Along with the rise of the universal of mobile calculation technique and Internet of Things, create mass data, especially the multi-medium data such as text, image, video.As described in " IDC prediction 2014 ", 2014, the size in " digital universe "-also namely create in a year, all digital informations-by continuation expansion copying and consume, reached about 6ZB (6,000,000,000,000 terabyte) more than 50%.The ultimate challenge of IT field is become with reasonable and acceptable time series analysis and these large data of excavation.Cluster in Data Mining or cluster analysis are often used in data prediction, it is a kind of common type of exploratory data analysis, be widely applied to numerous practical field, as medicine (classification of diseases, genetic analysis), chemistry (grouping of compound), social science (statistics classification), information retrieval (topic detection and tracking), computer graphical (Iamge Segmentation) etc.Therefore, the clustering algorithm that one can process large-scale data (Large Data) large data (big data) is even badly in need of in current Data Mining, for solving the large market demand needing fast processing, such as topic detection and tracking, Spam filtering, Iamge Segmentation etc.

Traditional clustering algorithm, such as hierarchical clustering algorithm, spectral clustering etc. need to set up similarity matrix by the similarity calculated between any two data objects usually.Although this kind of clustering algorithm has higher accuracy, its time complexity is often beyond O (N ²).For large-scale data, such as: sample quantity is close to 10 ⁵-10 ⁸, or large data, such as: sample number magnitude is more than 10 ⁹, such time complexity cannot process or be difficult to stand.The common clustering algorithm for the treatment of large-scale data, their time complexity is generally O (n) or O (nlogn), such as, based on the CURE algorithm of Sampling techniques, and based on point and the BIRCH algorithm of autonomous thought.Therefore CURE algorithm can process aspherical data owing to have employed the representative bunch of multiple sample point, the scope of application is wider, but CURE algorithm final institute spended time is closely related with sampling ratio, how to determine a suitable sampling ratio inherently individual difficult problem, this algorithm number of needing user to input in advance bunch in addition, this is also a difficult problem to the large data of Unknown Distribution; BIRCH algorithm save internal memory, can increment type work, therefore scalability is fine, but cluster result relies on data input sequence, and the number of final " bunch " will be limited to the corresponding controling parameters of each node in characteristics tree.

Summary of the invention

The present invention is based on quicksort thought, propose a kind of clustering method of Fast Recursive, called after CAQS (Clustering Algorithm based on Quicksort, CAQS).CAQS method is a typical recursion method, the method regards pending data set as a data sequence, first the representative data that a random selected reference data is regarded as bunch from data sequence, then by the bilateral scanning mode of data sequence is calculated remaining data and this reference data Similarity value and and user's threshold value compare, according to comparative result adjustment remaining data position in the sequence, follow Similarity value and be greater than the exchanges data of user's threshold value on the right side of reference data, Similarity value is less than the exchanges data of user's threshold value on the left of reference data, take reference data as boundary, every run-down just completes a Data Segmentation, reference data comprises its right data and is divided into one bunch, reference data left data is set to new data sequence, continue the comparison division that bilateral scanning completes recursion.
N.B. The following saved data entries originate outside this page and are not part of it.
//! IP -> workload directory
//!
//! Readers share a [`WorkloadDirectory`] handle and only ever touch the
//! published index, a sharded concurrent map. All mutation goes through the
//! single [`DirectoryWriter`], which owns the per-resource bookkeeping and
//! consumes watch events from one ordered channel.

use crate::k8s::types::{
    IpOwnership, Precedence, ResourceKey, ResourceKind, ResourceState, Workload, WorkloadEvent,
};
use dashmap::DashMap;
use ipnet::Ipv4Net;
use moss_common::Ip;
use std::collections::{HashMap, HashSet};
use std::sync::atomic::{AtomicU64, Ordering};
use std::sync::Arc;
use tokio::sync::{mpsc, watch};
use tokio_util::sync::CancellationToken;
use tracing::{debug, info, warn};

/// Directory lifecycle. `Ready` once every resource kind finished its first
/// full list; drops back to `Syncing` while a kind relists after a broken
/// watch.
#[derive(Debug, Clone, Copy, PartialEq, Eq)]
pub enum Readiness {
    Unstarted,
    Syncing,
    Ready,
}

impl Readiness {
    pub fn as_str(&self) -> &'static str {
        match self {
            Readiness::Unstarted => "unstarted",
            Readiness::Syncing => "syncing",
            Readiness::Ready => "ready",
        }
    }
}

/// Outcome of a direct lookup
#[derive(Debug, Clone, PartialEq, Eq)]
pub enum Lookup {
    Hit(Workload),
    /// No owner, and the directory is fully synced
    Miss,
    /// No owner yet, but the directory has not finished populating
    NotReady,
}

struct Shared {
    index: DashMap<Ip, Workload>,
    dns_index: DashMap<Ip, Workload>,
    external_names: DashMap<ResourceKey, String>,
    cluster_cidrs: Vec<Ipv4Net>,
    readiness: watch::Sender<Readiness>,
    lookups_before_ready: AtomicU64,
}

/// Read handle, cheap to clone
#[derive(Clone)]
pub struct WorkloadDirectory {
    shared: Arc<Shared>,
}

impl WorkloadDirectory {
    /// Create an empty directory and the one writer allowed to mutate it
    pub fn new(cluster_cidrs: Vec<Ipv4Net>) -> (Self, DirectoryWriter) {
        let (readiness, _) = watch::channel(Readiness::Unstarted);
        let shared = Arc::new(Shared {
            index: DashMap::new(),
            dns_index: DashMap::new(),
            external_names: DashMap::new(),
            cluster_cidrs,
            readiness,
            lookups_before_ready: AtomicU64::new(0),
        });

        let writer = DirectoryWriter {
            shared: shared.clone(),
            resources: HashMap::new(),
            claims: HashMap::new(),
            endpoint_targets: HashMap::new(),
            relisting: HashMap::new(),
            synced: HashSet::new(),
            started: false,
            generation: 0,
        };

        (Self { shared }, writer)
    }

    /// Direct lookup against the published index. Never blocks on the writer.
    pub fn lookup(&self, ip: Ip) -> Lookup {
        if let Some(workload) = self.shared.index.get(&ip) {
            return Lookup::Hit(workload.clone());
        }

        if self.readiness() == Readiness::Ready {
            Lookup::Miss
        } else {
            self.shared
                .lookups_before_ready
                .fetch_add(1, Ordering::Relaxed);
            Lookup::NotReady
        }
    }

    /// Full classification: direct match, then the DNS index, then
    /// `Unknown` for cluster ranges and `External` for everything else.
    pub fn resolve(&self, ip: Ip) -> Workload {
        if let Lookup::Hit(workload) = self.lookup(ip) {
            return workload;
        }

        if let Some(workload) = self.shared.dns_index.get(&ip) {
            return workload.clone();
        }

        self.classify_unresolved(ip)
    }

    pub fn classify_unresolved(&self, ip: Ip) -> Workload {
        if self.is_cluster_address(ip) {
            Workload::Unknown { ip }
        } else {
            Workload::External { ip }
        }
    }

    pub fn is_cluster_address(&self, ip: Ip) -> bool {
        let addr = ip.to_ipv4();
        self.shared
            .cluster_cidrs
            .iter()
            .any(|net| net.contains(&addr))
    }

    pub fn readiness(&self) -> Readiness {
        *self.shared.readiness.borrow()
    }

    pub fn is_ready(&self) -> bool {
        self.readiness() == Readiness::Ready
    }

    /// Resolves once the directory reaches `Ready`
    pub async fn wait_ready(&self) {
        let mut rx = self.shared.readiness.subscribe();
        // The sender lives in `Shared`, which we hold, so this cannot fail
        let _ = rx.wait_for(|r| *r == Readiness::Ready).await;
    }

    /// Number of addresses with a current owner
    pub fn len(&self) -> usize {
        self.shared.index.len()
    }

    pub fn is_empty(&self) -> bool {
        self.shared.index.is_empty()
    }

    pub fn dns_entries(&self) -> usize {
        self.shared.dns_index.len()
    }

    pub fn lookups_before_ready(&self) -> u64 {
        self.shared.lookups_before_ready.load(Ordering::Relaxed)
    }

    /// All published mappings (for debugging/metrics)
    pub fn entries(&self) -> Vec<(Ip, Workload)> {
        self.shared
            .index
            .iter()
            .map(|r| (*r.key(), r.value().clone()))
            .collect()
    }

    /// `ExternalName` services and their host names
    pub fn external_names(&self) -> Vec<(ResourceKey, String)> {
        self.shared
            .external_names
            .iter()
            .map(|r| (r.key().clone(), r.value().clone()))
            .collect()
    }

    /// Replace the DNS-derived index with a freshly resolved one
    pub(crate) fn publish_dns(&self, resolved: HashMap<Ip, Workload>) {
        self.shared
            .dns_index
            .retain(|ip, _| resolved.contains_key(ip));
        for (ip, workload) in resolved {
            self.shared.dns_index.insert(ip, workload);
        }
    }
}

#[derive(Debug, Clone)]
struct Claim {
    owner: ResourceKey,
    workload: Workload,
    precedence: Precedence,
    generation: u64,
}

/// Sole mutator of the directory
pub struct DirectoryWriter {
    shared: Arc<Shared>,
    resources: HashMap<ResourceKey, Vec<IpOwnership>>,
    claims: HashMap<Ip, Vec<Claim>>,
    /// Addresses that endpoint claims attribute to each pod
    endpoint_targets: HashMap<ResourceKey, HashSet<Ip>>,
    relisting: HashMap<ResourceKind, HashSet<ResourceKey>>,
    synced: HashSet<ResourceKind>,
    started: bool,
    generation: u64,
}

impl DirectoryWriter {
    /// Apply events until the channel closes or `cancel` fires. Each event is
    /// applied to completion before the next is taken.
    pub async fn run(
        mut self,
        mut events: mpsc::Receiver<WorkloadEvent>,
        cancel: CancellationToken,
    ) {
        info!("Directory writer started");

        loop {
            tokio::select! {
                biased;
                _ = cancel.cancelled() => {
                    debug!("Directory writer cancelled");
                    break;
                }
                event = events.recv() => match event {
                    Some(event) => self.apply(event),
                    None => {
                        debug!("Directory event channel closed");
                        break;
                    }
                },
            }
        }

        info!(
            "Directory writer stopped. Tracking {} resources, {} addresses",
            self.resources.len(),
            self.shared.index.len()
        );
    }

    pub fn apply(&mut self, event: WorkloadEvent) {
        match event {
            WorkloadEvent::Applied(state) => self.upsert(state),
            WorkloadEvent::Deleted(key) => {
                if let Some(seen) = self.relisting.get_mut(&key.kind) {
                    seen.remove(&key);
                }
                self.remove(&key);
            }
            WorkloadEvent::RelistStarted(kind) => self.relist_started(kind),
            WorkloadEvent::RelistCompleted(kind) => self.relist_completed(kind),
            WorkloadEvent::WatchLost(kind) => {
                if self.synced.remove(&kind) {
                    warn!("{} watch lost, directory state may be stale", kind);
                }
                self.relisting.remove(&kind);
                self.update_readiness();
            }
        }
    }

    fn upsert(&mut self, state: ResourceState) {
        self.generation += 1;
        let generation = self.generation;
        let key = state.key;

        if let Some(seen) = self.relisting.get_mut(&key.kind) {
            seen.insert(key.clone());
        }

        match state.external_name {
            Some(host) => {
                self.shared.external_names.insert(key.clone(), host);
            }
            None => {
                self.shared.external_names.remove(&key);
            }
        }

        let previous = self
            .resources
            .insert(key.clone(), state.claims.clone())
            .unwrap_or_default();

        let mut touched = HashSet::new();

        // Unchanged claims keep their generation, so a resync never reorders
        // which of two competing owners wins
        for old in previous.iter().filter(|o| !state.claims.contains(o)) {
            self.drop_claim(old.ip, &key);
            touched.insert(old.ip);
        }
        for new in state.claims.iter().filter(|c| !previous.contains(c)) {
            self.add_claim(new, &key, generation);
            touched.insert(new.ip);
        }
        if let Some(targeted) = self.endpoint_targets.get(&key) {
            touched.extend(targeted.iter().copied());
        }

        for ip in touched {
            self.publish(ip);
        }

        debug!("Applied {} ({} addresses)", key, state.claims.len());
    }

    fn remove(&mut self, key: &ResourceKey) {
        self.shared.external_names.remove(key);

        let Some(owned) = self.resources.remove(key) else {
            return;
        };

        for claim in &owned {
            self.drop_claim(claim.ip, key);
        }

        // Endpoint claims naming a deleted pod stop resolving with it
        let mut touched: HashSet<Ip> = owned.iter().map(|c| c.ip).collect();
        if let Some(targeted) = self.endpoint_targets.get(key) {
            touched.extend(targeted.iter().copied());
        }
        for ip in touched {
            self.publish(ip);
        }

        debug!("Removed {} ({} addresses)", key, owned.len());
    }

    fn relist_started(&mut self, kind: ResourceKind) {
        debug!("{} relist started", kind);
        self.started = true;
        self.relisting.insert(kind, HashSet::new());
        self.update_readiness();
    }

    fn relist_completed(&mut self, kind: ResourceKind) {
        let seen = self.relisting.remove(&kind).unwrap_or_default();

        let stale: Vec<ResourceKey> = self
            .resources
            .keys()
            .filter(|k| k.kind == kind && !seen.contains(*k))
            .cloned()
            .collect();

        for key in &stale {
            self.remove(key);
        }

        self.synced.insert(kind);
        self.started = true;

        info!(
            "{} relist complete: {} listed, {} stale removed. Tracking {} addresses",
            kind,
            seen.len(),
            stale.len(),
            self.shared.index.len()
        );

        self.update_readiness();
    }

    fn add_claim(&mut self, ownership: &IpOwnership, owner: &ResourceKey, generation: u64) {
        self.drop_claim(ownership.ip, owner);

        if let Some(pod) = endpoint_target(ownership.precedence, &ownership.workload) {
            self.endpoint_targets
                .entry(pod)
                .or_default()
                .insert(ownership.ip);
        }

        self.claims.entry(ownership.ip).or_default().push(Claim {
            owner: owner.clone(),
            workload: ownership.workload.clone(),
            precedence: ownership.precedence,
            generation,
        });
    }

    fn drop_claim(&mut self, ip: Ip, owner: &ResourceKey) {
        let Some(claims) = self.claims.get_mut(&ip) else {
            return;
        };

        let mut dropped = Vec::new();
        claims.retain(|c| {
            if &c.owner == owner {
                dropped.extend(endpoint_target(c.precedence, &c.workload));
                false
            } else {
                true
            }
        });
        if claims.is_empty() {
            self.claims.remove(&ip);
        }

        // Another endpoint claim may still attribute this address to the pod
        for pod in dropped {
            let still_targeted = self.claims.get(&ip).is_some_and(|claims| {
                claims.iter().any(|c| {
                    endpoint_target(c.precedence, &c.workload).is_some_and(|p| p == pod)
                })
            });
            if still_targeted {
                continue;
            }
            if let Some(targeted) = self.endpoint_targets.get_mut(&pod) {
                targeted.remove(&ip);
                if targeted.is_empty() {
                    self.endpoint_targets.remove(&pod);
                }
            }
        }
    }

    /// An endpoint claim naming a pod only counts while that pod is live
    fn is_live(&self, claim: &Claim) -> bool {
        match endpoint_target(claim.precedence, &claim.workload) {
            Some(pod) => self.resources.contains_key(&pod),
            None => true,
        }
    }

    /// Recompute the winning claim for `ip` and publish it to readers
    fn publish(&self, ip: Ip) {
        let winner = self.claims.get(&ip).and_then(|claims| {
            claims
                .iter()
                .filter(|c| self.is_live(c))
                .max_by_key(|c| (c.precedence, c.generation))
        });

        match winner {
            Some(claim) => {
                self.shared.index.insert(ip, claim.workload.clone());
            }
            None => {
                self.shared.index.remove(&ip);
            }
        }
    }

    fn update_readiness(&self) {
        let next = if ResourceKind::ALL.iter().all(|k| self.synced.contains(k)) {
            Readiness::Ready
        } else if self.started {
            Readiness::Syncing
        } else {
            Readiness::Unstarted
        };

        self.shared.readiness.send_if_modified(|current| {
            if *current == next {
                return false;
            }
            info!("Directory {} -> {}", current.as_str(), next.as_str());
            *current = next;
            true
        });
    }
}

/// The pod an endpoint claim attributes its address to, if any
fn endpoint_target(precedence: Precedence, workload: &Workload) -> Option<ResourceKey> {
    match (precedence, workload) {
        (Precedence::EndpointAddress, Workload::Pod { namespace, name }) => Some(
            ResourceKey::new(ResourceKind::Pod, namespace.as_str(), name.as_str()),
        ),
        _ => None,
    }
}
The Fast Recursive clustering method of a kind of applicable large-scale data provided by the invention, concrete steps are as follows:

Step 1: the reference value of input user similarity threshold K and pending data sequence D, K is normally with the minimum similarity degree value in cluster between element;

Step 2: definition is used for pointer i, j of the pending data sequence of bilateral scanning, and i and j is pointed to respectively leftmost side data and the rightmost side data of D;

Step 3: Stochastic choice data are as reference value from D, and by leftmost side exchanges data in itself and sequence;

Step 4: scan from right to left, calculate the similarity of the j current data of specifying and reference value and compare with K, if similarity is less than user's threshold value, then exchange the data that i, j point to, and a step that i pointer is moved to right, judge scan pointer, if i>=j, perform step 6, otherwise conversion scan direction performs step 5; If similarity is more than or equal to user's threshold value, j pointer, to the step that moves to left, judges scan pointer, if i>=j, performs step 6, otherwise continues to perform step 4.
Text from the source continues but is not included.